(Data items)
Start of Block
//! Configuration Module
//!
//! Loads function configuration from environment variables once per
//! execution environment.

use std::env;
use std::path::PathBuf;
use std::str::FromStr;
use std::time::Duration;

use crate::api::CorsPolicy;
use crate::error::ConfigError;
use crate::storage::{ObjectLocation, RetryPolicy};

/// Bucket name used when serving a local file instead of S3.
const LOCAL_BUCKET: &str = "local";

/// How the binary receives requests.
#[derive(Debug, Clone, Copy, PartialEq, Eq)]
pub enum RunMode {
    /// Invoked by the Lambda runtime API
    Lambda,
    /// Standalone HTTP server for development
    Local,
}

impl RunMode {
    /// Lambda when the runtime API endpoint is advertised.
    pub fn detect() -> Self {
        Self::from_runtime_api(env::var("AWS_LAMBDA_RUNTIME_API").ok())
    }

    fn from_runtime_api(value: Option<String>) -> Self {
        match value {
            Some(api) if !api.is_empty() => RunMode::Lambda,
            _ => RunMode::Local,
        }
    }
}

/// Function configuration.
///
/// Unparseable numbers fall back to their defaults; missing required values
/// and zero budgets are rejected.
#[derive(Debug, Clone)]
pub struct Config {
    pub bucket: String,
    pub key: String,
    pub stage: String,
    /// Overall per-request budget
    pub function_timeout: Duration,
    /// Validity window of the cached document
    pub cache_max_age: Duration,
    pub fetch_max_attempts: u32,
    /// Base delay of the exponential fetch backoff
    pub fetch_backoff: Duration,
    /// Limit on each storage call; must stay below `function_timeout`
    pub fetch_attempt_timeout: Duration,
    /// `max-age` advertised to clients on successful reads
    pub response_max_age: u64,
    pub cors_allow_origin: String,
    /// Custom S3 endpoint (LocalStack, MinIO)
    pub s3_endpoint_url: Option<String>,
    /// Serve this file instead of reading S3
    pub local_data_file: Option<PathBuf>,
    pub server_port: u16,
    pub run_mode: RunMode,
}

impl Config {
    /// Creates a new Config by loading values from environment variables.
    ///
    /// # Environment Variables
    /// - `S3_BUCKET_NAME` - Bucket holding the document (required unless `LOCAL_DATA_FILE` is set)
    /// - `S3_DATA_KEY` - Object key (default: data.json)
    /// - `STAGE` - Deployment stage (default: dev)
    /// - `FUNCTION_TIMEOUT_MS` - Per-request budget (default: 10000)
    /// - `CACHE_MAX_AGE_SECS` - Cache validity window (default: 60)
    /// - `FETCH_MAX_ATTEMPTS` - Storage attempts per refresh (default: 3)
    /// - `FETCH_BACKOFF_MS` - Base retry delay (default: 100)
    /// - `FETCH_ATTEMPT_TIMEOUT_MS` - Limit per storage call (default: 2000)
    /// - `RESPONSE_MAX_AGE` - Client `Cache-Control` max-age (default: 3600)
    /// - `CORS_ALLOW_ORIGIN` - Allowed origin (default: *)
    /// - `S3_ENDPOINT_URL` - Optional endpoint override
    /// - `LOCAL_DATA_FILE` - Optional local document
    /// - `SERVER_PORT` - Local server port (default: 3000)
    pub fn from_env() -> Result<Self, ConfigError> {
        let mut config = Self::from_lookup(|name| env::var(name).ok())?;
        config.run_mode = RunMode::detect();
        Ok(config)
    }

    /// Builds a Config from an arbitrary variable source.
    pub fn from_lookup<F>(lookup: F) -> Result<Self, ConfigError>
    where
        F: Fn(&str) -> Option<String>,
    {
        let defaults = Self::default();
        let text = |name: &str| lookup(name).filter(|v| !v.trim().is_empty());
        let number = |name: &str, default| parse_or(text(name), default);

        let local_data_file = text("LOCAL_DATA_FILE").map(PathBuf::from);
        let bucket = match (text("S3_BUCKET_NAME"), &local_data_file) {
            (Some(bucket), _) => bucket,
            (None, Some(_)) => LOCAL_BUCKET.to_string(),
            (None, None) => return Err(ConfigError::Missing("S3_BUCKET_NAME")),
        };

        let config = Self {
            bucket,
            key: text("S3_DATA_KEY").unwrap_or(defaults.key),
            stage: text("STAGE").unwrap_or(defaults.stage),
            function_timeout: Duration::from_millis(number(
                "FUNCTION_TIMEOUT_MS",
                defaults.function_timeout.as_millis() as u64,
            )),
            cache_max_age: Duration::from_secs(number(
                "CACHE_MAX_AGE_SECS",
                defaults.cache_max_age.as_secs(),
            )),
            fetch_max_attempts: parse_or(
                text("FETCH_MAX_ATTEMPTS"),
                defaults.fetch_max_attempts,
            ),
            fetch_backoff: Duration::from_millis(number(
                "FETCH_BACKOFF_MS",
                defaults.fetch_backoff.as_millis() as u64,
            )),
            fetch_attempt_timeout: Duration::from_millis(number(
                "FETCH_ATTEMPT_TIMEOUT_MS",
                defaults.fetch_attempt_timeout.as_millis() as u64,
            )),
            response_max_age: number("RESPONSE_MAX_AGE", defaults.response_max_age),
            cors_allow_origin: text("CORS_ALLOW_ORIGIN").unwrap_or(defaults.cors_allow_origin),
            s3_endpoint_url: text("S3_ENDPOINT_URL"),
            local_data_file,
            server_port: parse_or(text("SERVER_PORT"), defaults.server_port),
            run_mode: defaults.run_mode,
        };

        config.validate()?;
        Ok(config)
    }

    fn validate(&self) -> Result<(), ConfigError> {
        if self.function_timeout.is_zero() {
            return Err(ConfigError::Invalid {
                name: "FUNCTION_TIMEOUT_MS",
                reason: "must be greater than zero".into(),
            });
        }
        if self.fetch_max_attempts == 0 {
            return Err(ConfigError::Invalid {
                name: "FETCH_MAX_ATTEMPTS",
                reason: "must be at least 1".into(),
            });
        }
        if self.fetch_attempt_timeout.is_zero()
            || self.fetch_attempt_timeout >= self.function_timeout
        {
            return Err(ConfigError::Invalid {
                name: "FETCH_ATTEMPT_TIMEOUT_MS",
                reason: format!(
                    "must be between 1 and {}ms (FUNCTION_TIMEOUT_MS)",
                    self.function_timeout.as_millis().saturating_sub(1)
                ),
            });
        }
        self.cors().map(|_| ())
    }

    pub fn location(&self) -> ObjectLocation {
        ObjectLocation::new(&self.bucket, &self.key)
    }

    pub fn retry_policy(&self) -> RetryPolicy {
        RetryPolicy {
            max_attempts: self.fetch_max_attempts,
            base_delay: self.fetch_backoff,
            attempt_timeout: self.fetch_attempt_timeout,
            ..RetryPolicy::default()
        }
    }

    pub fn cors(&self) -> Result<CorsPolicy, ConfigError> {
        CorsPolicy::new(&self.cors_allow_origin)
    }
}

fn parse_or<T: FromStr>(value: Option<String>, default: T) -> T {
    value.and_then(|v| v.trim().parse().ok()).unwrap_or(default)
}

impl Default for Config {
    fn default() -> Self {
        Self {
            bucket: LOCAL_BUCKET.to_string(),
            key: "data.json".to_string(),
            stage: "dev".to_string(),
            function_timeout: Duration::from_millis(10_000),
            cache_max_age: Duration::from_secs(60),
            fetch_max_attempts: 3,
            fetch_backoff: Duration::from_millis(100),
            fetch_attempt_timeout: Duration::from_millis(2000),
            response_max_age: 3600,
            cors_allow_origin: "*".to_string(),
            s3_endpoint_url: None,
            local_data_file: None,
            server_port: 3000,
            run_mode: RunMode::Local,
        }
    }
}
End of Block
:: What you should do ::
Your answer should be a single number: how many lines in the data above include "detect"?

:: Answer for the task ::
2